Entire communities can be traumatized by climate change, resulting in widespread, maladaptive coping mechanisms. It is important to emphasize and provide skills that individuals and community members can use to heal from these stressors, move away from maladaptive coping mechanisms, and find ways to adapt healthily and release their traumas. One approach to community healing is through Asset mapping. See PowerPoint for Asset Map steps and overview.


Matt Erb, Associate Clinical Director for The Center for Mind-Body Medicine (CMBM)

CMBM helps traumatized communities heal worldwide. CMBM’s evidence-based model of mind-body medicine skills training is rooted in the amplification of awareness and a mindfulness-based model that goes beyond mindfulness-based stress reduction. There’s a variety of evidence-based skills and tools that support self-regulation, co-regulation, and self-expression used in this model. It emphasizes a small group model that supports a collectivist and community-based or population-wide model of support.

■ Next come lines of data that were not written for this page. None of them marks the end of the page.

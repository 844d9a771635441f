//! Interpreter over the IR (§4.7, §4.7.1): executes a `Subroutine` against
//! a register file and a growable byte stack. Used both to drive compile-
//! time constant folding and to run the instantiation-triggering bodies
//! of generic callees.

use thiserror::Error;

use crate::ir::{ArithOp, BlockId, Cmd, CmpOp, Exit, Module, Operand, Reg, Subroutine, SubroutineId};

#[derive(Debug, Clone, Copy, PartialEq)]
pub enum Value {
    I64(i64),
    F64(f64),
    Bool(bool),
    /// Offset into the evaluator's byte stack.
    Addr(usize),
}

impl Value {
    fn as_i64(self) -> Result<i64, EvalError> {
        match self {
            Value::I64(v) => Ok(v),
            other => Err(EvalError::TypeMismatch(format!("{other:?}"))),
        }
    }

    fn as_f64(self) -> Result<f64, EvalError> {
        match self {
            Value::F64(v) => Ok(v),
            other => Err(EvalError::TypeMismatch(format!("{other:?}"))),
        }
    }

    fn as_bool(self) -> Result<bool, EvalError> {
        match self {
            Value::Bool(v) => Ok(v),
            other => Err(EvalError::TypeMismatch(format!("{other:?}"))),
        }
    }

    fn as_addr(self) -> Result<usize, EvalError> {
        match self {
            Value::Addr(a) => Ok(a),
            other => Err(EvalError::TypeMismatch(format!("{other:?}"))),
        }
    }
}

/// Fatal-for-the-work-item errors (§7): "failure inside IR generation of
/// a thunk used for compile-time evaluation" — the evaluator cannot
/// recover a constant value once one of these happens, so the caller
/// abandons this evaluation rather than trying to continue.
#[derive(Debug, Error)]
pub enum EvalError {
    #[error("register {0:?} read before being written")]
    UninitializedRegister(Reg),
    #[error("division by zero")]
    DivisionByZero,
    #[error("value of unexpected kind: {0}")]
    TypeMismatch(String),
    #[error("out-of-bounds stack access at offset {0}")]
    OutOfBoundsAccess(u32),
    #[error("phi node reached from a block not listed among its incoming edges")]
    UnlistedPredecessor,
}

pub struct Evaluator<'m> {
    module: &'m Module,
}

impl<'m> Evaluator<'m> {
    pub fn new(module: &'m Module) -> Self {
        Evaluator { module }
    }

    /// Runs `subroutine` with `args` bound to its parameter registers,
    /// returning its `Return` operands' values. Calls recurse into nested
    /// frames; there is no shared mutable state between them beyond the
    /// module's subroutine table, which is read-only during evaluation.
    pub fn evaluate(&self, id: SubroutineId, args: Vec<Value>) -> Result<Vec<Value>, EvalError> {
        let subroutine = self.module.get(id);
        let mut frame = Frame::new(subroutine);
        for (i, arg) in args.into_iter().enumerate() {
            frame.regs[subroutine.param_reg_prefix as usize + i] = Some(arg);
        }

        let mut prev_block: Option<BlockId> = None;
        let mut current = BlockId(0);
        loop {
            let block = &subroutine.blocks[current.0 as usize];
            for cmd in &block.cmds {
                self.exec(cmd, &mut frame, prev_block)?;
            }
            match &block.exit {
                Exit::Uncond(next) => {
                    prev_block = Some(current);
                    current = *next;
                }
                Exit::Cond { cond, if_true, if_false } => {
                    let taken = frame.read(cond)?.as_bool()?;
                    prev_block = Some(current);
                    current = if taken { *if_true } else { *if_false };
                }
                Exit::Return(operands) => {
                    return operands.iter().map(|op| frame.read(op)).collect();
                }
            }
        }
    }

    fn exec(&self, cmd: &Cmd, frame: &mut Frame, prev_block: Option<BlockId>) -> Result<(), EvalError> {
        match cmd {
            Cmd::Arith { op, dst, lhs, rhs } => {
                let lhs = frame.read(lhs)?;
                let rhs = frame.read(rhs)?;
                let result = match (lhs, rhs) {
                    (Value::I64(a), Value::I64(b)) => Value::I64(eval_arith_i64(*op, a, b)?),
                    (Value::F64(a), Value::F64(b)) => Value::F64(eval_arith_f64(*op, a, b)),
                    _ => return Err(EvalError::TypeMismatch("arithmetic operand kind mismatch".into())),
                };
                frame.write(*dst, result);
            }
            Cmd::Cmp { op, dst, lhs, rhs } => {
                let lhs = frame.read(lhs)?;
                let rhs = frame.read(rhs)?;
                let result = match (lhs, rhs) {
                    (Value::I64(a), Value::I64(b)) => eval_cmp(*op, a.partial_cmp(&b)),
                    (Value::F64(a), Value::F64(b)) => eval_cmp(*op, a.partial_cmp(&b)),
                    (Value::Bool(a), Value::Bool(b)) => eval_cmp(*op, a.partial_cmp(&b)),
                    _ => return Err(EvalError::TypeMismatch("comparison operand kind mismatch".into())),
                };
                frame.write(*dst, Value::Bool(result));
            }
            Cmd::And { dst, lhs, rhs } => {
                let v = frame.read(lhs)?.as_bool()? && frame.read(rhs)?.as_bool()?;
                frame.write(*dst, Value::Bool(v));
            }
            Cmd::Or { dst, lhs, rhs } => {
                let v = frame.read(lhs)?.as_bool()? || frame.read(rhs)?.as_bool()?;
                frame.write(*dst, Value::Bool(v));
            }
            Cmd::Not { dst, src } => {
                let v = frame.read(src)?.as_bool()?;
                frame.write(*dst, Value::Bool(!v));
            }
            Cmd::Negate { dst, src } => {
                let result = match frame.read(src)? {
                    Value::I64(v) => Value::I64(-v),
                    Value::F64(v) => Value::F64(-v),
                    other => return Err(EvalError::TypeMismatch(format!("{other:?}"))),
                };
                frame.write(*dst, result);
            }
            Cmd::Alloca { dst, size } => {
                let addr = frame.stack.len();
                frame.stack.resize(addr + *size as usize, 0);
                frame.write(*dst, Value::Addr(addr));
            }
            Cmd::Store { addr, value, size } => {
                let addr = frame.read(addr)?.as_addr()?;
                let value = frame.read(value)?;
                frame.store(addr, *size, value)?;
            }
            Cmd::Load { dst, addr, size } => {
                let addr = frame.read(addr)?.as_addr()?;
                let value = frame.load(addr, *size)?;
                frame.write(*dst, value);
            }
            Cmd::PtrIncr { dst, addr, offset } => {
                let addr = frame.read(addr)?.as_addr()?;
                let offset = frame.read(offset)?.as_i64()?;
                frame.write(*dst, Value::Addr((addr as i64 + offset) as usize));
            }
            Cmd::Call { dst, callee, args } => {
                let args = args.iter().map(|a| frame.read(a)).collect::<Result<Vec<_>, _>>()?;
                let mut results = self.evaluate(*callee, args)?;
                if let Some(dst) = dst {
                    frame.write(*dst, results.drain(..).next().ok_or(EvalError::UninitializedRegister(*dst))?);
                }
            }
            Cmd::Phi { dst, incoming } => {
                let prev = prev_block.ok_or(EvalError::UnlistedPredecessor)?;
                let (_, operand) = incoming.iter().find(|(b, _)| *b == prev).ok_or(EvalError::UnlistedPredecessor)?;
                let value = frame.read(operand)?;
                frame.write(*dst, value);
            }
        }
        Ok(())
    }
}

fn eval_arith_i64(op: ArithOp, a: i64, b: i64) -> Result<i64, EvalError> {
    Ok(match op {
        ArithOp::Add => a.wrapping_add(b),
        ArithOp::Sub => a.wrapping_sub(b),
        ArithOp::Mul => a.wrapping_mul(b),
        ArithOp::Div => a.checked_div(b).ok_or(EvalError::DivisionByZero)?,
        ArithOp::Mod => a.checked_rem(b).ok_or(EvalError::DivisionByZero)?,
    })
}

fn eval_arith_f64(op: ArithOp, a: f64, b: f64) -> f64 {
    match op {
        ArithOp::Add => a + b,
        ArithOp::Sub => a - b,
        ArithOp::Mul => a * b,
        ArithOp::Div => a / b,
        ArithOp::Mod => a % b,
    }
}

fn eval_cmp(op: CmpOp, ordering: Option<std::cmp::Ordering>) -> bool {
    use std::cmp::Ordering::*;
    match (op, ordering) {
        (CmpOp::Eq, Some(Equal)) => true,
        (CmpOp::Ne, Some(o)) => o != Equal,
        (CmpOp::Lt, Some(Less)) => true,
        (CmpOp::Le, Some(Less | Equal)) => true,
        (CmpOp::Gt, Some(Greater)) => true,
        (CmpOp::Ge, Some(Greater | Equal)) => true,
        _ => false,
    }
}

struct Frame {
    regs: Vec<Option<Value>>,
    stack: Vec<u8>,
}

impl Frame {
    fn new(subroutine: &Subroutine) -> Self {
        Frame { regs: vec![None; subroutine.registers.len()], stack: Vec::new() }
    }

    fn read(&self, operand: &Operand) -> Result<Value, EvalError> {
        match operand {
            Operand::Reg(r) => self.regs[r.0 as usize].ok_or(EvalError::UninitializedRegister(*r)),
            Operand::ImmI64(v) => Ok(Value::I64(*v)),
            Operand::ImmF64(v) => Ok(Value::F64(*v)),
            Operand::ImmBool(v) => Ok(Value::Bool(*v)),
        }
    }

    fn write(&mut self, reg: Reg, value: Value) {
        self.regs[reg.0 as usize] = Some(value);
    }

    fn store(&mut self, addr: usize, size: u32, value: Value) -> Result<(), EvalError> {
        if addr + size as usize > self.stack.len() {
            return Err(EvalError::OutOfBoundsAccess(addr as u32));
        }
        let bytes = match (value, size) {
            (Value::I64(v), 8) => v.to_le_bytes().to_vec(),
            (Value::Bool(v), 1) => vec![v as u8],
            (Value::F64(v), 8) => v.to_le_bytes().to_vec(),
            _ => return Err(EvalError::TypeMismatch("store size/value kind mismatch".into())),
        };
        self.stack[addr..addr + size as usize].copy_from_slice(&bytes);
        Ok(())
    }

    fn load(&self, addr: usize, size: u32) -> Result<Value, EvalError> {
        if addr + size as usize > self.stack.len() {
            return Err(EvalError::OutOfBoundsAccess(addr as u32));
        }
        let bytes = &self.stack[addr..addr + size as usize];
        Ok(match size {
            8 => Value::I64(i64::from_le_bytes(bytes.try_into().unwrap())),
            1 => Value::Bool(bytes[0] != 0),
            _ => return Err(EvalError::TypeMismatch(format!("unsupported load size {size}"))),
        })
    }
}

#[cfg(test)]
mod tests {
    use super::*;
    use crate::ir::builder::Builder;

    /// `X ::= 3 + 4` (§8 scenario 1): a single block computing `3 + 4` and
    /// returning it.
    #[test]
    fn evaluates_constant_addition() {
        let mut module = Module::default();
        let mut sub = Subroutine::new(SubroutineId(0));
        {
            let mut builder = Builder::new(&mut sub);
            let sum = builder.emit_arith(ArithOp::Add, Operand::ImmI64(3), Operand::ImmI64(4), 8, None);
            builder.set_exit(builder.current_block(), Exit::Return(vec![Operand::Reg(sum)]));
        }
        module.push(sub);

        let evaluator = Evaluator::new(&module);
        let result = evaluator.evaluate(SubroutineId(0), vec![]).unwrap();
        assert_eq!(result, vec![Value::I64(7)]);
    }

    /// `f ::= (n: i64) -> i64 { if n == 0 { return 1 } else { return n *
    /// f(n - 1) } }; F ::= f(5)` (§8 scenario 3): `F == 120`.
    #[test]
    fn evaluates_recursive_factorial() {
        let mut module = Module::default();
        let mut sub = Subroutine::new(SubroutineId(0));
        sub.param_reg_prefix = 0;
        let n = sub.alloc_reg(8, None);
        {
            let mut builder = Builder::new(&mut sub);
            let is_zero = builder.emit_cmp(CmpOp::Eq, Operand::Reg(n), Operand::ImmI64(0));
            builder.lower_if(
                Operand::Reg(is_zero),
                |b| {
                    b.set_exit(b.current_block(), Exit::Return(vec![Operand::ImmI64(1)]));
                },
                Some(|b: &mut Builder| {
                    let n_minus_1 = b.emit_arith(ArithOp::Sub, Operand::Reg(n), Operand::ImmI64(1), 8, None);
                    let recur_reg = b.alloc_reg(8, None);
                    b.push(Cmd::Call { dst: Some(recur_reg), callee: SubroutineId(0), args: vec![Operand::Reg(n_minus_1)] });
                    let product = b.emit_arith(ArithOp::Mul, Operand::Reg(n), Operand::Reg(recur_reg), 8, None);
                    b.set_exit(b.current_block(), Exit::Return(vec![Operand::Reg(product)]));
                }),
            );
        }
        module.push(sub);

        let evaluator = Evaluator::new(&module);
        let result = evaluator.evaluate(SubroutineId(0), vec![Value::I64(5)]).unwrap();
        assert_eq!(result, vec![Value::I64(120)]);
    }

    #[test]
    fn division_by_zero_is_a_fatal_evaluation_error() {
        let mut module = Module::default();
        let mut sub = Subroutine::new(SubroutineId(0));
        {
            let mut builder = Builder::new(&mut sub);
            let quotient = builder.emit_arith(ArithOp::Div, Operand::ImmI64(1), Operand::ImmI64(0), 8, None);
            builder.set_exit(builder.current_block(), Exit::Return(vec![Operand::Reg(quotient)]));
        }
        module.push(sub);

        let evaluator = Evaluator::new(&module);
        assert!(matches!(evaluator.evaluate(SubroutineId(0), vec![]), Err(EvalError::DivisionByZero)));
    }
}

It also involves an in-depth exploration of science and the biology of stress, trauma, and body-mind-environment interactions. It’s not just a matter of individual mind-body interactions but how we are bathed in and influenced by our environment. This emphasis underscores how one’s agency and sense of autonomy is connected to the upstream Social Determinants of Health and the impact of systemic and structural challenges and patterns.


CMBM primarily use a train-the-trainer model, relying on the ripple effect of trained community members to convey these skills to their communities. See PowerPoint for research findings on this model. CMBM offers a model for building a community project that includes assessing community needs and engaging the community for co-creating (with humility). The model has professional training and advanced training programs that include delivery, supervision, and certification to help develop leadership in the community and long-term sustainability. A method of training, guiding, and sustaining when partnering with communities. Work is tailored to the community. (CONTACT: Jennifer Pelton jpelton@cmbm.org (Development Director)


Reflection/Q & A

Bob asked participants for thoughts/comments on how participants’ communities and organizations can start to heal collectively and what group-minding healing opportunities can be organized in their respective settings. Bob also emphasized how even basics like getting enough sleep can initiate healing and addressing these basic needs and actions can lay the groundwork for community healing.


Vichi Jagannathan, is the Co-founder of the Rural Opportunities Institute (ROI)

ROI works with rural majority-black communities to design innovative solutions for healing and resilience. It supports youth, organizations, and communities in rural Eastern North Carolina to interrupt the cycle of generational trauma and design innovative solutions for healing. ROI is based in an area rich in Black history, strength, and resilience as well as intergenerational oppression and enslavement-related trauma that impact social determinants of health. ROI considers how and what forces impact their community’s ACEs.


ROI started off with a series of interviews, engaging more than 300 community members, and creating feedback loop maps (places where dominant behavior was happening in cycles) that recognize how systems, communities, and factors are all connected. The conclusion was that our current systems segregate and isolate people from connections and sustain historical trauma. ROI’s community leverage strategy is to educate and increase knowledge about trauma, work with public institutions to develop healing systems, and keep people connected to school and work, believing that people who stay connected can heal and heal others.


ROI’s approach also involves being in places individuals in the community convene and listening to their concerns. This was initiated when individuals from the organization started to attend school meetings, listen to concerns being voiced, and conduct 10-minute workshops at each meeting to encourage community collaboration and learning related to trauma and healing systems.